Their world was a dam with entropy behind it, its reservoir almost filled to the brim with time. The sun had run out of sky, dissolving into the sea, it seemed, in cooling amber waves wherever they could glimpse it between buildings. Disappearing to where nothing else ever returned from. The city’s precarious patchwork of lights, life forced past its expiration date by scavenged wire and relentless maintenance and Pike, hadn’t ignited to replace it.
Streetlamps stood grey and glassily vacant as the eyes of a corpse, no cinematic spark promising resurrection as soon as someone called cut. Only occasional candles flickered behind the black windows she and Lorne passed. They hadn’t spoken since noting the first one that should already have been blazing against the dusk; the day’s last dispersing ripples reflected rapt and amber in their eyes, their blindfold tucked into their belt without light enough left to torture the damaged organ it had covered.

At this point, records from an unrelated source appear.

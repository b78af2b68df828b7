use skirmish_core::{Board, Point};

/// A move out of a tile: where it lands and what it costs.
#[derive(Debug, Clone, Copy, PartialEq)]
pub struct Step {
    pub to: Point,
    pub cost: f64,
}

/// Neighbour generation for area searches.
pub trait Expander {
    /// Append the steps out of `from` into `buf`. The caller clears `buf`
    /// before calling. Only on-board destinations should be pushed, and
    /// costs must be > 0.
    fn steps(&self, board: &Board, from: Point, buf: &mut Vec<Step>);
}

A flashlight flicked and roved across the next intersection. Black silhouettes trailed after it, washed past on a wave-soft murmur of restless, discontented voices.
“What do you think really happened?” Fior whispered, just to hear something from Lorne, she could hope, other than that silence. It was as unnatural in them as it was in the city’s circuits, as plainly evident of something wrong.
“She didn’t say,” they answered as softly, without taking their gaze from the dissolving dusk. “Just that things were out of control somehow.”